In the instant case, as in Williams, since the capias served on plaintiff constituted process which the state court had jurisdiction to issue and was valid on its face, her arrest and confinement pursuant to the writ's command provides no basis for imposition of liability on Lagrow and Keenan for false imprisonment. See Gage v. Barnes, 11 Vt. 195 (1839); Pierson v. Gale, 8 Vt. 509 (1836).

Plaintiff argues, however, that, even though the capias pursuant to which she was arrested and confined was legal in its formal details, there existed on its face something "which would fairly warn the server that it is defective". Williams v. Franzoni, supra, 120 F.Supp. at 445. Plaintiff contends that, if her arrest on mesne process was unconstitutional, then the capias served on her must be deemed under Vermont law to have been void on its face. Alternatively, she contends that Lagrow and Keenan had reason to know that the capias was void on its face because of the decision in Sniadach v. Family Finance Corp., supra. We find no merit in these contentions of plaintiff.

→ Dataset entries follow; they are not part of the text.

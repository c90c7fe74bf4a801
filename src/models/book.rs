//! Book model

use chrono::{DateTime, Utc};
use serde::{Deserialize, Serialize};
use sqlx::FromRow;
use utoipa::ToSchema;
use uuid::Uuid;
use validator::Validate;

/// Book record
#[derive(Debug, Clone, Serialize, Deserialize, FromRow, ToSchema)]
#[serde(rename_all = "camelCase")]
pub struct Book {
    pub id: Uuid,
    pub title: String,
    pub author: String,
    pub isbn: Option<String>,
    pub genre: Option<String>,
    pub description: Option<String>,
    /// Copies owned by the library (at least 1)
    pub total_copies: i32,
    /// Copies currently on the shelf
    pub available_copies: i32,
    pub added_at: DateTime<Utc>,
}

/// Create book request
#[derive(Debug, Default, Deserialize, Validate, ToSchema)]
#[serde(rename_all = "camelCase")]
pub struct CreateBook {
    #[validate(
        required(message = "Title and author are required"),
        length(min = 1, message = "Title and author are required")
    )]
    pub title: Option<String>,
    #[validate(
        required(message = "Title and author are required"),
        length(min = 1, message = "Title and author are required")
    )]
    pub author: Option<String>,
    pub isbn: Option<String>,
    pub genre: Option<String>,
    pub description: Option<String>,
    /// Defaults to 1
    #[validate(range(min = 1, message = "totalCopies must be at least 1"))]
    pub total_copies: Option<i32>,
    /// Defaults to totalCopies
    #[validate(range(min = 0, message = "availableCopies cannot be negative"))]
    pub available_copies: Option<i32>,
}

impl CreateBook {
    /// Resolved `(total, available)` copy counts
    pub fn copies(&self) -> (i32, i32) {
        let total = self.total_copies.unwrap_or(1);
        (total, self.available_copies.unwrap_or(total))
    }
}

#[cfg(test)]
mod tests {
    use super::*;

    fn request(title: Option<&str>, author: Option<&str>) -> CreateBook {
        CreateBook {
            title: title.map(str::to_string),
            author: author.map(str::to_string),
            ..Default::default()
        }
    }

    #[test]
    fn test_copies_defaults() {
        let mut book = request(Some("Dune"), Some("Herbert"));
        assert_eq!(book.copies(), (1, 1));

        book.total_copies = Some(4);
        assert_eq!(book.copies(), (4, 4));

        book.available_copies = Some(2);
        assert_eq!(book.copies(), (4, 2));
    }

    #[test]
    fn test_title_and_author_required() {
        assert!(request(Some("Dune"), Some("Herbert")).validate().is_ok());
        assert!(request(None, Some("Herbert")).validate().is_err());
        assert!(request(Some("Dune"), None).validate().is_err());
        assert!(request(Some(""), Some("Herbert")).validate().is_err());
    }

    #[test]
    fn test_copy_ranges() {
        let mut book = request(Some("Dune"), Some("Herbert"));
        book.total_copies = Some(0);
        assert!(book.validate().is_err());

        book.total_copies = Some(2);
        book.available_copies = Some(-1);
        assert!(book.validate().is_err());
    }

    #[test]
    fn test_wire_format_is_camel_case() {
        let book: CreateBook = serde_json::from_str(
            r#"{"title":"Dune","author":"Herbert","totalCopies":3,"availableCopies":1}"#,
        )
        .unwrap();
        assert_eq!(book.copies(), (3, 1));
    }
}
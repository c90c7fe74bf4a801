//! Statistics service

use crate::{error::AppResult, models::LibraryStats, repository::Repository};

#[derive(Clone)]
pub struct StatsService {
    repository: Repository,
}

impl StatsService {
    pub fn new(repository: Repository) -> Self {
        Self { repository }
    }

    pub async fn library_stats(&self) -> AppResult<LibraryStats> {
        self.repository.stats.library_stats().await
    }
}
//! OpenAPI documentation

use axum::Router;
use utoipa::OpenApi;
use utoipa_swagger_ui::SwaggerUi;

use crate::api::{books, health, members, stats, transactions};

#[derive(OpenApi)]
#[openapi(
    info(
        title = "Library API",
        version = "1.0.0",
        description = "Books, members and borrow/return transactions"
    ),
    servers(
        (url = "/api/v1", description = "API v1")
    ),
    paths(
        // Health
        health::health_check,
        health::readiness_check,
        // Books
        books::list_books,
        books::get_book,
        books::create_book,
        books::delete_book,
        // Members
        members::list_members,
        members::get_member,
        members::create_member,
        members::delete_member,
        // Transactions
        transactions::list_transactions,
        transactions::get_transaction,
        transactions::create_transaction,
        transactions::return_book,
        // Stats
        stats::get_stats,
    ),
    components(
        schemas(
            crate::models::Book,
            crate::models::CreateBook,
            crate::models::Member,
            crate::models::CreateMember,
            crate::models::TransactionStatus,
            crate::models::TransactionDetails,
            crate::models::CreateTransaction,
            crate::models::LibraryStats,
            crate::api::MessageResponse,
            health::HealthResponse,
            crate::error::ErrorResponse,
        )
    ),
    tags(
        (name = "health", description = "Health check endpoints"),
        (name = "books", description = "Book catalog"),
        (name = "members", description = "Member management"),
        (name = "transactions", description = "Borrow and return workflow"),
        (name = "stats", description = "Statistics")
    )
)]
pub struct ApiDoc;

/// Create the OpenAPI documentation router
pub fn create_openapi_router() -> Router {
    Router::new()
        .merge(SwaggerUi::new("/swagger-ui").url("/api-docs/openapi.json", ApiDoc::openapi()))
}
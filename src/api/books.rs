//! Book catalog endpoints

use axum::{
    extract::{Path, Query, State},
    http::StatusCode,
    Json,
};
use axum_extra::extract::WithRejection;
use uuid::Uuid;

use crate::{
    error::{AppError, AppResult},
    models::{Book, CreateBook, ListQuery},
    AppState,
};

use super::MessageResponse;

/// List books, newest first
#[utoipa::path(
    get,
    path = "/books",
    tag = "books",
    params(ListQuery),
    responses(
        (status = 200, description = "List of books", body = Vec<Book>)
    )
)]
pub async fn list_books(
    State(state): State<AppState>,
    WithRejection(Query(query), _): WithRejection<Query<ListQuery>, AppError>,
) -> AppResult<Json<Vec<Book>>> {
    let books = state.services.catalog.list_books(&query).await?;
    Ok(Json(books))
}

/// Get book details by ID
#[utoipa::path(
    get,
    path = "/books/{id}",
    tag = "books",
    params(
        ("id" = Uuid, Path, description = "Book ID")
    ),
    responses(
        (status = 200, description = "Book details", body = Book),
        (status = 404, description = "Book not found", body = crate::error::ErrorResponse)
    )
)]
pub async fn get_book(
    State(state): State<AppState>,
    WithRejection(Path(id), _): WithRejection<Path<Uuid>, AppError>,
) -> AppResult<Json<Book>> {
    let book = state.services.catalog.get_book(id).await?;
    Ok(Json(book))
}

/// Add a book to the catalog
#[utoipa::path(
    post,
    path = "/books",
    tag = "books",
    request_body = CreateBook,
    responses(
        (status = 201, description = "Book created", body = Book),
        (status = 400, description = "Title or author missing", body = crate::error::ErrorResponse)
    )
)]
pub async fn create_book(
    State(state): State<AppState>,
    WithRejection(Json(data), _): WithRejection<Json<CreateBook>, AppError>,
) -> AppResult<(StatusCode, Json<Book>)> {
    let book = state.services.catalog.create_book(data).await?;
    Ok((StatusCode::CREATED, Json(book)))
}

/// Delete a book
#[utoipa::path(
    delete,
    path = "/books/{id}",
    tag = "books",
    params(
        ("id" = Uuid, Path, description = "Book ID")
    ),
    responses(
        (status = 200, description = "Book deleted", body = MessageResponse),
        (status = 400, description = "Book has active transactions", body = crate::error::ErrorResponse),
        (status = 404, description = "Book not found", body = crate::error::ErrorResponse)
    )
)]
pub async fn delete_book(
    State(state): State<AppState>,
    WithRejection(Path(id), _): WithRejection<Path<Uuid>, AppError>,
) -> AppResult<Json<MessageResponse>> {
    state.services.catalog.delete_book(id).await?;
    Ok(Json(MessageResponse {
        message: "Book deleted successfully".to_string(),
    }))
}
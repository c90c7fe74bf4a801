//! API handlers for the library REST endpoints

pub mod books;
pub mod health;
pub mod members;
pub mod openapi;
pub mod stats;
pub mod transactions;

use axum::{
    routing::{get, post},
    Router,
};
use serde::Serialize;
use tower_http::{
    cors::{Any, CorsLayer},
    trace::TraceLayer,
};
use utoipa::ToSchema;

use crate::AppState;

/// Plain confirmation message
#[derive(Serialize, ToSchema)]
pub struct MessageResponse {
    pub message: String,
}

/// Create the application router with all routes
pub fn create_router(state: AppState) -> Router {
    // CORS configuration
    let cors = CorsLayer::new()
        .allow_origin(Any)
        .allow_methods(Any)
        .allow_headers(Any);

    // API v1 routes
    let api_v1 = Router::new()
        // Health check
        .route("/health", get(health::health_check))
        .route("/ready", get(health::readiness_check))
        // Books
        .route("/books", get(books::list_books).post(books::create_book))
        .route("/books/:id", get(books::get_book).delete(books::delete_book))
        // Members
        .route("/members", get(members::list_members).post(members::create_member))
        .route(
            "/members/:id",
            get(members::get_member).delete(members::delete_member),
        )
        // Transactions
        .route(
            "/transactions",
            get(transactions::list_transactions).post(transactions::create_transaction),
        )
        .route("/transactions/:id", get(transactions::get_transaction))
        .route("/transactions/:id/return", post(transactions::return_book))
        // Statistics
        .route("/stats", get(stats::get_stats))
        .with_state(state);

    // OpenAPI documentation
    let openapi = openapi::create_openapi_router();

    Router::new()
        .nest("/api/v1", api_v1)
        .merge(openapi)
        .layer(TraceLayer::new_for_http())
        .layer(cors)
}
//! Repository layer for database operations

pub mod books;
pub mod members;
pub mod stats;
pub mod transactions;

use sqlx::{Pool, Postgres};

use crate::error::AppResult;

/// Main repository struct holding database connection pool
#[derive(Clone)]
pub struct Repository {
    pub pool: Pool<Postgres>,
    pub books: books::BooksRepository,
    pub members: members::MembersRepository,
    pub transactions: transactions::TransactionsRepository,
    pub stats: stats::StatsRepository,
}

impl Repository {
    /// Create a new repository with the given database pool
    pub fn new(pool: Pool<Postgres>) -> Self {
        Self {
            books: books::BooksRepository::new(pool.clone()),
            members: members::MembersRepository::new(pool.clone()),
            transactions: transactions::TransactionsRepository::new(pool.clone()),
            stats: stats::StatsRepository::new(pool.clone()),
            pool,
        }
    }

    /// Round-trip to the database
    pub async fn ping(&self) -> AppResult<()> {
        sqlx::query("SELECT 1").execute(&self.pool).await?;
        Ok(())
    }
}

Since the Vermont state court whose process was issued had subject matter jurisdiction and jurisdiction over the parties and the capias was not defective in its formal requisites, the process cannot fairly be said to have been void on its face by reason of an allegedly unconstitutional underlying procedure which, at the time of service, had not been decided. In fact, on December 3, 1968, only seven months before plaintiff was arrested, the Vermont Supreme...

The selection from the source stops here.